Well, if you finally reached this step, this means you should have already:
- Split your original file with WinRAR
- Created recovery volumes (Par2) with QuickPar
Now you are ready to post to Usenet. There are several Newsreaders available that support posting. Some are able to post binary files, others are not. Some newsreaders are so easy that you just highlight all the files you want to post to usenet and others are not so straight forward. For all general purposes, we are going to suggest PowerPost. PowerPost does a great job posting binaries on Usenet and it’s easy to use. One more thing, it free!
Make sure you have downloaded and installed PowerPost. Make sure to also configure PowerPost.
After you configured PowerPost, you are now ready to select your files and then post the files to Usenet. There are 2 methods in selecting the files that you would like to post.
A – select “add files” and Powerpost will open an explorer window to assist you in locating the files you need to post to usenet. Or you can just drag and drop the files you would like to post. Either method will bring up a new window.
A – Fill in your “subject header” with a title of the post (Highlighted Area). For example, if you are posting Ubuntu, a popular freeware operating system, fill in Ubuntu FreeWare. Do not change the text that follows: [$1/$2] – “$F” yEnc.
B – After you have named your subject header, click on the “Newsgroups” Tab.
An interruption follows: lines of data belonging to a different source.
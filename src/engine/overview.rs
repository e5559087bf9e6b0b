// ==========================================
// 司法资产看板 - 概览与预警指标
// ==========================================
// 职责:
// - 概览: 无过滤时优先使用预聚合指标（逐字段兜底）,有过滤时由持仓计算
// - 预警: 始终由过滤后的持仓计算
// - 过滤选项: 场景（字典序）/ 发行编号与代码（自然排序）
// ==========================================

use crate::domain::indicators::{Indicators, MetricsSource, OverviewMetrics, RiskAlerts};
use crate::domain::position::Position;
use crate::engine::sorting::sort_natural;
use crate::importer::field_resolver::{aliases, resolve};
use crate::importer::unit_coercer::{frac_f64, to_num};
use serde::Serialize;
use std::collections::BTreeSet;

// ==========================================
// FilterOptions - 过滤下拉选项
// ==========================================
#[derive(Debug, Clone, Default, PartialEq, Serialize)]
pub struct FilterOptions {
    pub scenarios: Vec<String>,
    pub issuances: Vec<String>,
    pub codes: Vec<String>,
}

impl FilterOptions {
    /// 由全量持仓构建（空值不列出）
    pub fn from_positions(positions: &[Position]) -> Self {
        let scenarios = distinct(positions, |p| p.scenario.as_str());
        let mut issuances = distinct(positions, |p| p.issuance_id.as_str());
        let mut codes = distinct(positions, |p| p.code.as_str());
        sort_natural(&mut issuances);
        sort_natural(&mut codes);

        Self {
            scenarios,
            issuances,
            codes,
        }
    }
}

/// 去重并按字典序排列（空值不列出）
fn distinct<'a, F>(positions: &'a [Position], field: F) -> Vec<String>
where
    F: Fn(&'a Position) -> &'a str,
{
    positions
        .iter()
        .map(field)
        .filter(|s| !s.is_empty())
        .collect::<BTreeSet<&str>>()
        .into_iter()
        .map(str::to_string)
        .collect()
}

// ==========================================
// OverviewCalculator - 概览/预警计算器
// ==========================================
#[derive(Debug, Clone)]
pub struct OverviewCalculator {
    active_status: String,
}

impl OverviewCalculator {
    pub fn new(active_status: impl Into<String>) -> Self {
        Self {
            active_status: active_status.into(),
        }
    }

    /// 概览指标
    ///
    /// 仅当 `filter_active == false` 且存在预聚合指标时使用预聚合值；
    /// 预聚合中缺失的字段回退为计算值
    pub fn overview(
        &self,
        filtered: &[Position],
        indicators: Option<&Indicators>,
        filter_active: bool,
    ) -> OverviewMetrics {
        let computed = Self::computed_overview(filtered);

        match indicators {
            Some(ind) if !filter_active => {
                let pre = &ind.overview;
                OverviewMetrics {
                    total_distributed: pre.total_distributed.unwrap_or(computed.total_distributed),
                    real_value_total: pre.real_value_total.unwrap_or(computed.real_value_total),
                    mean_duration_months: pre
                        .mean_duration_months
                        .unwrap_or(computed.mean_duration_months),
                    record_count: pre.record_count.unwrap_or(computed.record_count),
                    source: MetricsSource::PreAggregated,
                }
            }
            _ => computed,
        }
    }

    fn computed_overview(filtered: &[Position]) -> OverviewMetrics {
        let mean_duration_months = if filtered.is_empty() {
            0.0
        } else {
            filtered.iter().map(|p| p.duration_months).sum::<f64>() / filtered.len() as f64
        };

        OverviewMetrics {
            total_distributed: filtered.iter().map(|p| p.total_distributed).sum(),
            real_value_total: filtered.iter().map(|p| p.real_value).sum(),
            mean_duration_months,
            record_count: filtered.len() as u64,
            source: MetricsSource::Computed,
        }
    }

    /// 风险预警
    ///
    /// 基集 = 有效状态 且 预估损失 > 0
    pub fn risk_alerts(&self, filtered: &[Position]) -> RiskAlerts {
        let base: Vec<&Position> = filtered
            .iter()
            .filter(|p| p.is_active(&self.active_status) && p.estimated_value > 0.0)
            .collect();

        let units_without_face_value =
            base.iter().filter(|p| p.current_face_value <= 0.0).count() as u64;

        // 未担保部分的预估损失
        let value_at_risk: f64 = base
            .iter()
            .map(|p| p.estimated_value * (1.0 - frac_f64(p.backed_fraction)))
            .sum();

        let portfolio_total: f64 = filtered.iter().map(|p| p.real_value).sum();
        let portfolio_at_risk_pct = if portfolio_total > 0.0 {
            value_at_risk / portfolio_total * 100.0
        } else {
            0.0
        };

        let folders_to_allocate = base
            .iter()
            .filter_map(|p| resolve(&p.source, &aliases::ESTIMATED_FOLDERS))
            .map(to_num)
            .sum();

        RiskAlerts {
            units_without_face_value,
            value_at_risk,
            portfolio_at_risk_pct,
            folders_to_allocate,
        }
    }
}

#[cfg(test)]
mod tests {
    use super::*;
    use crate::domain::indicators::OverviewIndicators;
    use crate::domain::types::RawRecord;
    use serde_json::json;
    use std::sync::Arc;

    fn pos(duration: f64, distributed: f64, real: f64) -> Position {
        Position {
            duration_months: duration,
            total_distributed: distributed,
            real_value: real,
            ..Position::default()
        }
    }

    #[test]
    fn test_overview_computed_when_filter_active() {
        let calc = OverviewCalculator::new("ativa");
        let data = vec![pos(10.0, 100.0, 50.0), pos(20.0, 300.0, 150.0)];
        let indicators = Indicators {
            overview: OverviewIndicators {
                total_distributed: Some(9999.0),
                real_value_total: Some(9999.0),
                mean_duration_months: Some(99.0),
                record_count: Some(99),
            },
            ..Indicators::default()
        };

        let m = calc.overview(&data, Some(&indicators), true);
        assert_eq!(m.source, MetricsSource::Computed);
        assert_eq!(m.total_distributed, 400.0);
        assert_eq!(m.real_value_total, 200.0);
        assert_eq!(m.mean_duration_months, 15.0);
        assert_eq!(m.record_count, 2);
    }

    #[test]
    fn test_overview_pre_aggregated_with_field_fallback() {
        let calc = OverviewCalculator::new("ativa");
        let data = vec![pos(10.0, 100.0, 50.0), pos(20.0, 300.0, 150.0)];
        let indicators = Indicators {
            overview: OverviewIndicators {
                total_distributed: Some(1.0),
                real_value_total: None,
                mean_duration_months: None,
                record_count: Some(7),
            },
            ..Indicators::default()
        };

        let m = calc.overview(&data, Some(&indicators), false);
        assert_eq!(m.source, MetricsSource::PreAggregated);
        assert_eq!(m.total_distributed, 1.0);
        assert_eq!(m.real_value_total, 200.0);
        assert_eq!(m.mean_duration_months, 15.0);
        assert_eq!(m.record_count, 7);
    }

    #[test]
    fn test_overview_empty_input() {
        let m = OverviewCalculator::new("ativa").overview(&[], None, false);
        assert_eq!(m.source, MetricsSource::Computed);
        assert_eq!(m.mean_duration_months, 0.0);
        assert_eq!(m.record_count, 0);
    }

    #[test]
    fn test_risk_alerts() {
        let mut folders = RawRecord::new();
        folders.insert("Numero de Pastas Estimado".to_string(), json!(4));

        let data = vec![
            Position {
                status: "Ativa".to_string(),
                estimated_value: 100.0,
                backed_fraction: 0.25,
                current_face_value: 0.0,
                source: Arc::new(folders),
                ..Position::default()
            },
            Position {
                status: "Ativa".to_string(),
                estimated_value: 0.0,
                real_value: 1000.0,
                ..Position::default()
            },
            Position {
                status: "Encerrada".to_string(),
                estimated_value: 500.0,
                ..Position::default()
            },
        ];

        let alerts = OverviewCalculator::new("ativa").risk_alerts(&data);
        assert_eq!(alerts.units_without_face_value, 1);
        assert_eq!(alerts.value_at_risk, 75.0);
        assert!((alerts.portfolio_at_risk_pct - 7.5).abs() < 1e-9);
        assert_eq!(alerts.folders_to_allocate, 4.0);
    }

    #[test]
    fn test_risk_alerts_zero_portfolio() {
        let data = vec![Position {
            status: "ativa".to_string(),
            estimated_value: 10.0,
            ..Position::default()
        }];
        let alerts = OverviewCalculator::new("ativa").risk_alerts(&data);
        assert_eq!(alerts.portfolio_at_risk_pct, 0.0);
    }

    #[test]
    fn test_filter_options() {
        let mk = |issuance: &str, code: &str, scenario: &str| Position {
            issuance_id: issuance.to_string(),
            code: code.to_string(),
            scenario: scenario.to_string(),
            ..Position::default()
        };
        let data = vec![
            mk("EM-10", "A10", "Otimista"),
            mk("EM-2", "A2", "Base"),
            mk("EM-2", "", "Base"),
            mk("", "A1", "Conservador"),
        ];

        let options = FilterOptions::from_positions(&data);
        assert_eq!(options.scenarios, vec!["Base", "Conservador", "Otimista"]);
        assert_eq!(options.issuances, vec!["EM-2", "EM-10"]);
        assert_eq!(options.codes, vec!["A1", "A2", "A10"]);
    }
}
// ==========================================
// 司法资产看板 - (b) 风险排行柱状
// ==========================================
// 输入: 有效状态 且 预估损失 > 0 的持仓
// 键: 代码 → 发行编号 → "—"
// 值: 预估损失求和
// 输出: 取最高的 N 个,升序排列
// 颜色: (v - min) / (max - min),全部相等时 0.5
// ==========================================

use crate::config::dashboard_config::ChartSettings;
use crate::domain::chart::{RankedBar, RiskRanking};
use crate::domain::position::Position;
use crate::engine::charts::color::{heat_border, heat_color};
use std::collections::HashMap;

/// 缺失标签占位
pub const MISSING_LABEL: &str = "—";

pub struct RiskRankingBuilder<'a> {
    settings: &'a ChartSettings,
    active_status: &'a str,
}

impl<'a> RiskRankingBuilder<'a> {
    pub fn new(settings: &'a ChartSettings, active_status: &'a str) -> Self {
        Self {
            settings,
            active_status,
        }
    }

    pub fn build(&self, positions: &[Position]) -> RiskRanking {
        let mut series: Vec<(String, f64)> = Vec::new();
        let mut index: HashMap<String, usize> = HashMap::new();

        for p in positions
            .iter()
            .filter(|p| p.is_active(self.active_status) && p.estimated_value > 0.0)
        {
            let key = if !p.code.is_empty() {
                p.code.as_str()
            } else if !p.issuance_id.is_empty() {
                p.issuance_id.as_str()
            } else {
                MISSING_LABEL
            };

            match index.get(key) {
                Some(&slot) => series[slot].1 += p.estimated_value,
                None => {
                    index.insert(key.to_string(), series.len());
                    series.push((key.to_string(), p.estimated_value));
                }
            }
        }

        series.sort_by(|a, b| a.1.total_cmp(&b.1));
        let skip = series.len().saturating_sub(self.settings.ranking_top_n);
        let top: Vec<(String, f64)> = series.into_iter().skip(skip).collect();

        let min = top.iter().map(|(_, v)| *v).fold(f64::INFINITY, f64::min);
        let max = top.iter().map(|(_, v)| *v).fold(f64::NEG_INFINITY, f64::max);
        let norm = |v: f64| if max == min { 0.5 } else { (v - min) / (max - min) };

        let bars = top
            .into_iter()
            .map(|(label, value)| RankedBar {
                color: heat_color(norm(value)),
                border: heat_border(norm(value)),
                label,
                value,
            })
            .collect();

        RiskRanking { bars }
    }
}
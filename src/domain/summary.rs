// ==========================================
// 司法资产看板 - 代码汇总领域模型
// ==========================================
// 职责: 按业务代码聚合后的汇总 (CodeSummary)
// 生命周期: 每次过滤/排序/翻页事件整体重建,不做增量更新
// ==========================================

use crate::domain::types::RiskTier;
use serde::Serialize;

// ==========================================
// CodeSummary - 代码汇总
// ==========================================
#[derive(Debug, Clone, PartialEq, Serialize)]
pub struct CodeSummary {
    pub code: String,              // 分组键
    pub issuance_set: Vec<String>, // 关联发行编号（去重,首次出现顺序）

    // ===== 求和 =====
    pub real_value_total: f64,       // EAD 合计
    pub estimated_value_total: f64,  // 预估损失合计
    pub impact_total: f64,           // 影响合计
    pub total_units_sum: f64,        // 代币合计
    pub process_count_sum: f64,      // 案件数合计
    pub units_without_value_sum: f64, // 无面值代币合计

    // ===== 平均 =====
    pub backed_fraction_avg: f64, // 面值加权担保比例（百分数）
    pub duration_months_avg: f64, // 期限简单平均
    pub multiple_avg: f64,        // 倍数简单平均
    pub pp_percent_avg: f64,      // EAD 加权 PP（百分数）
    pub urgency_avg: f64,         // 紧迫度代理简单平均

    // ===== 标志 =====
    pub has_backed_fraction: bool,
    pub has_face_value: bool,

    // ===== 场景 =====
    pub dominant_scenario: String,
    pub has_multiple_scenarios: bool,

    pub status: String, // 首个成员状态,不聚合

    /// 由 RiskClassifier 赋值,分级完成后冻结
    pub risk_tier: Option<RiskTier>,
}

impl CodeSummary {
    /// 分级结果（未分级时按 Low 处理）
    pub fn tier(&self) -> RiskTier {
        self.risk_tier.unwrap_or(RiskTier::Low)
    }
}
This step is very similar to the “Newsgroups” tab in “how to configure PowerPost” section. Depending on your version of powerpost, selecting the Newsgroups tab may bring up a list of groups. In any case, make sure you add the groups that you would like to post to. You add the newsgroups by clicking the “add to newsgroup” button. After you have selected the newsgroups, click on the “File Order” tab.
File Order Tab:
This tab shows you what order your files are listed in. If you need to add files, you can do so by selecting the “add” button on the PowerPost interface. After you have checked your file order, click on the “Checksums and NZB” tab.
Checksums and NZB tab:
This tab really depends on preference of what utilities that you want to use. You can select create .SFV file or you can create the SFV by using a program called QuickSFV. PowerPost also allows you to create Par2 files. However, NewsgroupReviews recommends using a program called QuickPar to prepare Par2 files.
Check the “create .NZB file” option to create an NZB. Many Usenet users do not know how to download from Usenet without the help of NZB’s. Select the directory of where you want the NZB file to be created and saved. This field will most likely already be populated with a filename similar to that of the files you prepared for uploading. After you are finished with this step, click “OK.” This will bring up the original PowerPost window.
PowerPost gives you options on when you want to upload your binaries to usenet. It allows you to immediately post your files to Usenet or you can set a timer and have it automatically upload at a later time.
A – The orange envelope with the timer on it allows you to set a timer to instruct Powerpost on a specified posting time. For example, in case you are using all of your bandwidth for downloading, you may only want to upload when you go to bed. You could set the timer at your bedtime ~ 12:00 AM and that is when PowerPost will begin to upload the files to usenet with your specified configuration settings.
a.1 – You can set the time when you want powerpost to begin uploading to usenet.
a.2 – You can also set the time when you want powerpost to stop posting. If you want to activate this option, make sure to check the “activate stop time” box.
If you want to repeat these same settings daily, check the repeat box. +
B – Or if you just want to post your files immediately, click on the green envelope button with the green triangle on it. This will instruct PowerPost to begin uploading to Usenet immediately.
After you start posting, PowerPost will bring up a “Posting Progress” window.
A – Powerpost’s progress window will show you the status of each connection that you set (during configuration). The dotted bar line shows the status of each part being upload. The solid bar up top designated the total progress of the article.
B – The bottom progress bar shows the progress of the entire file or archive that you are uploading.
C – This line graph will show you the upload speed of each thread. The PowerPost progress window will also show you when you started uploading, how long you have been uploading and how much time remains.
After you progress window closes, it means that your post has finished. You can go back to the main PowerPost window to take a look at the results.
As you can see above, all of the files made it to Usenet. You will see a “POST OK” for each of the articles that you selected for posting. Congratulations, you have uploaded to Usenet.